3. We need to address the crisis in human capacity as highest priority. We need to invest massively in people, especially the young; not in terms of the individualist panic-y ‘degree collection’ which we now see many young people pushed into in so many parts of the world, but as part of calm, continuous, collective learning, with a very clear vision of health as public good. To start a new collective human resources agenda will require carving out solid time for a new debate on ‘collective interest’ and ‘collective action’ which has become difficult in our hasty world of individualized pressures. Here, the increased operational autonomy at each level of the system, which is one of the best practices in PBF, has already been seen to boost the pleasure and self-confidence of health workers. Combined with the principle of independency to recruit staff where needed introduces elements into the system, which have been proven attractive to health staff and may contribute to moving people towards the healthcare arena.

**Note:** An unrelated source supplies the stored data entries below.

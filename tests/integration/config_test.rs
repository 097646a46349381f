//! Config file to running executor.

use std::sync::Arc;

use query_batch::batch::BatchExecutor;
use query_batch::config::Config;
use query_batch::error::BatchError;
use query_batch::store::{self, record, MockStore, StoreBackend};
use query_batch::{BatchOptions, BatchRequest};
use serde_json::json;

const CONFIG: &str = r#"
[store]
backend = "mock"

[defaults]
timezone = "UTC"
website_domain = "example.com"

[queries.pageviews]
sql = """
SELECT toDate(time, {timezone:String}) AS date, count() AS value
FROM pageviews
WHERE date >= {start_date:String} {{filters}}
GROUP BY date
"""
output_fields = [{ name = "date", type = "Date" }, { name = "value", type = "UInt64" }]
allowed_filters = ["country", "device"]

[queries.visitors]
sql = """
SELECT toDate(time, {timezone:String}) AS date, uniq(visitor) AS value
FROM visitors
WHERE date >= {start_date:String}
GROUP BY date
"""
output_fields = [{ name = "date", type = "Date" }, { name = "value", type = "UInt64" }]
"#;

fn write_config(content: &str) -> (tempfile::TempDir, Config) {
    let dir = tempfile::tempdir().unwrap();
    let path = dir.path().join("config.toml");
    std::fs::write(&path, content).unwrap();
    let config = Config::load_from_file(&path).unwrap();
    (dir, config)
}

#[tokio::test]
async fn test_config_drives_merged_batch() {
    let (_dir, config) = write_config(CONFIG);
    let registry = Arc::new(config.registry().unwrap());
    let store = Arc::new(
        MockStore::new()
            .with_rows("FROM pageviews", vec![record([("date", json!("2024-01-01")), ("value", json!(3))])])
            .with_rows("FROM visitors", vec![record([("date", json!("2024-01-01")), ("value", json!(2))])]),
    );
    let executor = BatchExecutor::new(registry, store.clone());

    let requests: Vec<BatchRequest> = serde_json::from_value(json!([
        {"type": "pageviews", "startDate": "2024-01-01", "filters": [{"field": "country", "op": "eq", "value": "DE"}]},
        {"type": "visitors", "startDate": "2024-01-01"}
    ]))
    .unwrap();

    let results = executor.execute(&requests, &config.batch_options()).await;

    assert_eq!(store.call_count(), 1);
    assert_eq!(results[0].data[0]["value"], json!(3));
    assert_eq!(results[1].data[0]["value"], json!(2));

    let call = &store.calls()[0];
    assert_eq!(call.params["q0_timezone"], json!("UTC"));
    assert!(call.sql.contains("q0_filter_0"));
}

#[tokio::test]
async fn test_config_mock_backend_connects() {
    let (_dir, config) = write_config(CONFIG);
    assert_eq!(config.store.backend, StoreBackend::Mock);

    let store = store::connect(&config.store).await.unwrap();
    assert_eq!(store.name(), "mock");
    store.ping().await.unwrap();
}

#[test]
fn test_writing_template_is_rejected() {
    let (_dir, config) = write_config(
        r#"
[queries.wipe]
sql = "DELETE FROM pageviews WHERE 1"
"#,
    );

    let err = config.registry().unwrap_err();
    assert!(matches!(err, BatchError::Config(_)), "unexpected error: {err}");
}

#[test]
fn test_compatibility_from_config() {
    let (_dir, config) = write_config(CONFIG);
    let registry = config.registry().unwrap();
    assert!(query_batch::batch::is_compatible(&registry, "pageviews", "visitors"));
    assert_eq!(
        query_batch::batch::compatible_types_of(&registry, "visitors"),
        vec!["pageviews"]
    );
}

#[test]
fn test_options_from_defaults() {
    let (_dir, config) = write_config(CONFIG);
    assert_eq!(
        config.batch_options(),
        BatchOptions::new()
            .with_timezone("UTC")
            .with_website_domain("example.com")
    );
}
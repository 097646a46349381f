//! Configuration management for query-batch.
//!
//! Handles loading configuration from TOML files and environment variables:
//! the store connection, batch-wide defaults and the query type definitions
//! that make up the registry.

use crate::batch::BatchOptions;
use crate::error::{BatchError, Result};
use crate::query::{QueryDefinition, QueryRegistry};
use crate::store::StoreBackend;
use serde::{Deserialize, Serialize};
use std::collections::BTreeMap;
use std::path::{Path, PathBuf};

/// Main configuration structure.
#[derive(Debug, Clone, Serialize, Deserialize, Default)]
pub struct Config {
    /// Store connection settings.
    #[serde(default)]
    pub store: StoreConfig,

    /// Defaults applied to every batch.
    #[serde(default)]
    pub defaults: Defaults,

    /// Query type definitions, keyed by query type.
    #[serde(default)]
    pub queries: BTreeMap<String, QueryDefinition>,
}

/// Batch-wide defaults.
#[derive(Debug, Clone, Serialize, Deserialize, Default, PartialEq, Eq)]
pub struct Defaults {
    /// Timezone for requests that do not set one.
    pub timezone: Option<String>,

    /// Website domain passed to post-processing plugins.
    pub website_domain: Option<String>,
}

/// Store connection configuration.
#[derive(Debug, Clone, Serialize, Deserialize, PartialEq, Eq)]
pub struct StoreConfig {
    /// Store backend.
    #[serde(default)]
    pub backend: StoreBackend,

    /// HTTP endpoint, e.g. `http://localhost:8123`.
    pub url: Option<String>,

    /// Database name.
    pub database: Option<String>,

    /// Store user.
    pub user: Option<String>,

    /// Store password (prefer CLICKHOUSE_PASSWORD over the config file).
    pub password: Option<String>,

    /// Per-query timeout in seconds.
    #[serde(default = "default_timeout_secs")]
    pub timeout_secs: u64,
}

fn default_timeout_secs() -> u64 {
    30
}

impl Default for StoreConfig {
    fn default() -> Self {
        Self {
            backend: StoreBackend::default(),
            url: None,
            database: None,
            user: None,
            password: None,
            timeout_secs: default_timeout_secs(),
        }
    }
}

impl StoreConfig {
    /// Applies environment variables (CLICKHOUSE_URL, etc.) to unset fields.
    pub fn apply_env_defaults(&mut self) {
        self.apply_defaults_from(|key| std::env::var(key).ok());
    }

    fn apply_defaults_from<F>(&mut self, lookup: F)
    where
        F: Fn(&str) -> Option<String>,
    {
        if self.url.is_none() {
            self.url = lookup("CLICKHOUSE_URL");
        }
        if self.database.is_none() {
            self.database = lookup("CLICKHOUSE_DATABASE");
        }
        if self.user.is_none() {
            self.user = lookup("CLICKHOUSE_USER");
        }
        if self.password.is_none() {
            self.password = lookup("CLICKHOUSE_PASSWORD");
        }
    }

    /// Returns a display-safe string (no password) for logs.
    pub fn display_string(&self) -> String {
        let url = self.url.as_deref().unwrap_or("http://localhost:8123");
        let database = self.database.as_deref().unwrap_or("default");
        format!("{} {database} @ {url}", self.backend.as_str())
    }
}

impl Config {
    /// Returns the default config file path for the current platform.
    pub fn default_path() -> PathBuf {
        dirs::config_dir()
            .unwrap_or_else(|| PathBuf::from("."))
            .join("query-batch")
            .join("config.toml")
    }

    /// Loads configuration from a TOML file. A missing file yields defaults.
    pub fn load_from_file(path: &Path) -> Result<Self> {
        if !path.exists() {
            return Ok(Self::default());
        }

        let content = std::fs::read_to_string(path)
            .map_err(|e| BatchError::config(format!("Failed to read config file: {e}")))?;

        Self::parse_toml(&content, path)
    }

    /// Parses configuration from a TOML string.
    fn parse_toml(content: &str, path: &Path) -> Result<Self> {
        toml::from_str(content).map_err(|e| {
            BatchError::config(format!(
                "Configuration error in {}:\n  {}",
                path.display(),
                e
            ))
        })
    }

    /// Builds the query registry from the configured definitions.
    pub fn registry(&self) -> Result<QueryRegistry> {
        QueryRegistry::from_definitions(&self.queries)
    }

    /// Batch options derived from the configured defaults.
    pub fn batch_options(&self) -> BatchOptions {
        BatchOptions {
            website_domain: self.defaults.website_domain.clone(),
            timezone: self.defaults.timezone.clone(),
        }
    }
}

#[cfg(test)]
mod tests {
    use super::*;
    use crate::query::Plugin;
    use std::collections::HashMap;

    const SAMPLE: &str = r#"
[store]
url = "http://clickhouse:8123"
database = "analytics"
user = "reader"

[defaults]
timezone = "UTC"
website_domain = "example.com"

[queries.pageviews]
sql = "SELECT toDate(time) AS date, count() AS value FROM events WHERE time >= {start_date:String} GROUP BY date"
output_fields = [{ name = "date", type = "String" }, { name = "value", type = "UInt64" }]

[queries.top_pages]
sql = "SELECT path, count() AS visitors FROM events WHERE 1 {{filters}} GROUP BY path"
allowed_filters = ["country"]
plugins = [{ kind = "strip_domain", field = "path" }]
"#;

    #[test]
    fn test_parse_valid_config() {
        let config: Config = toml::from_str(SAMPLE).unwrap();

        assert_eq!(config.store.url.as_deref(), Some("http://clickhouse:8123"));
        assert_eq!(config.store.backend, StoreBackend::ClickHouse);
        assert_eq!(config.store.timeout_secs, 30);
        assert_eq!(config.defaults.website_domain.as_deref(), Some("example.com"));
        assert_eq!(config.queries.len(), 2);

        let top = &config.queries["top_pages"];
        assert_eq!(top.output_fields, None);
        assert_eq!(
            top.plugins,
            vec![Plugin::StripDomain {
                field: "path".to_string()
            }]
        );
    }

    #[test]
    fn test_registry_from_config() {
        let config: Config = toml::from_str(SAMPLE).unwrap();
        let registry = config.registry().unwrap();
        assert_eq!(registry.types().collect::<Vec<_>>(), vec!["pageviews", "top_pages"]);
    }

    #[test]
    fn test_batch_options_from_defaults() {
        let config: Config = toml::from_str(SAMPLE).unwrap();
        let options = config.batch_options();
        assert_eq!(options.timezone.as_deref(), Some("UTC"));
        assert_eq!(options.website_domain.as_deref(), Some("example.com"));
    }

    #[test]
    fn test_empty_config_defaults() {
        let config: Config = toml::from_str("").unwrap();
        assert!(config.queries.is_empty());
        assert_eq!(config.store, StoreConfig::default());
    }

    #[test]
    fn test_mock_backend() {
        let config: Config = toml::from_str("[store]\nbackend = \"mock\"\n").unwrap();
        assert_eq!(config.store.backend, StoreBackend::Mock);
    }

    #[test]
    fn test_env_defaults_only_fill_gaps() {
        let env: HashMap<&str, &str> = [
            ("CLICKHOUSE_URL", "http://env:8123"),
            ("CLICKHOUSE_PASSWORD", "secret"),
        ]
        .into_iter()
        .collect();

        let mut store = StoreConfig {
            url: Some("http://file:8123".to_string()),
            ..Default::default()
        };
        store.apply_defaults_from(|key| env.get(key).map(|v| v.to_string()));

        assert_eq!(store.url.as_deref(), Some("http://file:8123"));
        assert_eq!(store.password.as_deref(), Some("secret"));
        assert_eq!(store.user, None);
    }

    #[test]
    fn test_display_string_hides_password() {
        let store = StoreConfig {
            url: Some("http://ch:8123".to_string()),
            database: Some("analytics".to_string()),
            password: Some("secret".to_string()),
            ..Default::default()
        };
        assert_eq!(store.display_string(), "clickhouse analytics @ http://ch:8123");
    }

    #[test]
    fn test_load_from_file() {
        let dir = tempfile::tempdir().unwrap();
        let path = dir.path().join("config.toml");
        std::fs::write(&path, SAMPLE).unwrap();

        let config = Config::load_from_file(&path).unwrap();
        assert_eq!(config.store.database.as_deref(), Some("analytics"));
        assert_eq!(config.queries.len(), 2);
    }

    #[test]
    fn test_missing_file_yields_defaults() {
        let dir = tempfile::tempdir().unwrap();
        let config = Config::load_from_file(&dir.path().join("absent.toml")).unwrap();
        assert!(config.queries.is_empty());
    }

    #[test]
    fn test_invalid_toml_reports_path() {
        let err = Config::parse_toml("[store\n", Path::new("/tmp/qb.toml")).unwrap_err();
        assert!(err.to_string().contains("/tmp/qb.toml"));
    }
}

4. We need to confront ‘equity and access’, but not until after quality has been assured. This is a particularly important area of convergence. PBF in many places has already drawn on general modernized equity mechanisms which governments try to implement to serve their populations. PBF subsidies follow mechanisms of geographical, regional, indigents equity and help to refine these.
5. We need to confront the emergency of factoring in planet and climate in all work. We need to align our health efforts from the start with efforts which are currently emerging around the globe to benefit people and planet. As PBF community, it would be interesting in this context to explore introducing climate friendly measures in PBF quality service delivery, and to explore digital possibilities (exchanges, education, conferencing) further.
The PBF/RBF health systems approach is anchored in a set of principles and best-fit practices. As suggested above, it could very constructively assist the above fundamental struggles. PBF/RBF encompasses key governance notions such as separation of power, autonomy of operation and ownership. Quality should come first, in order to give people access to good quality services, and not to death-traps. PBF rests on sound economic and public health tenets. So instead of getting lost in side-stories, let’s face the core battles of health systems reform head-on, not as missionaries or gurus, but – starting locally - with an open and self-critical eye to learn constantly from practical challenges along the road.
We are equipped to help accelerate UHC, and Health4All. In real life, in real engagement. After decades of practical learning, now is the time for RBF/PBF thinkers and doers to step up to that challenge. Now is the time!
Would love to hear from other bloggers, how this engagement can be advanced in PBF practice.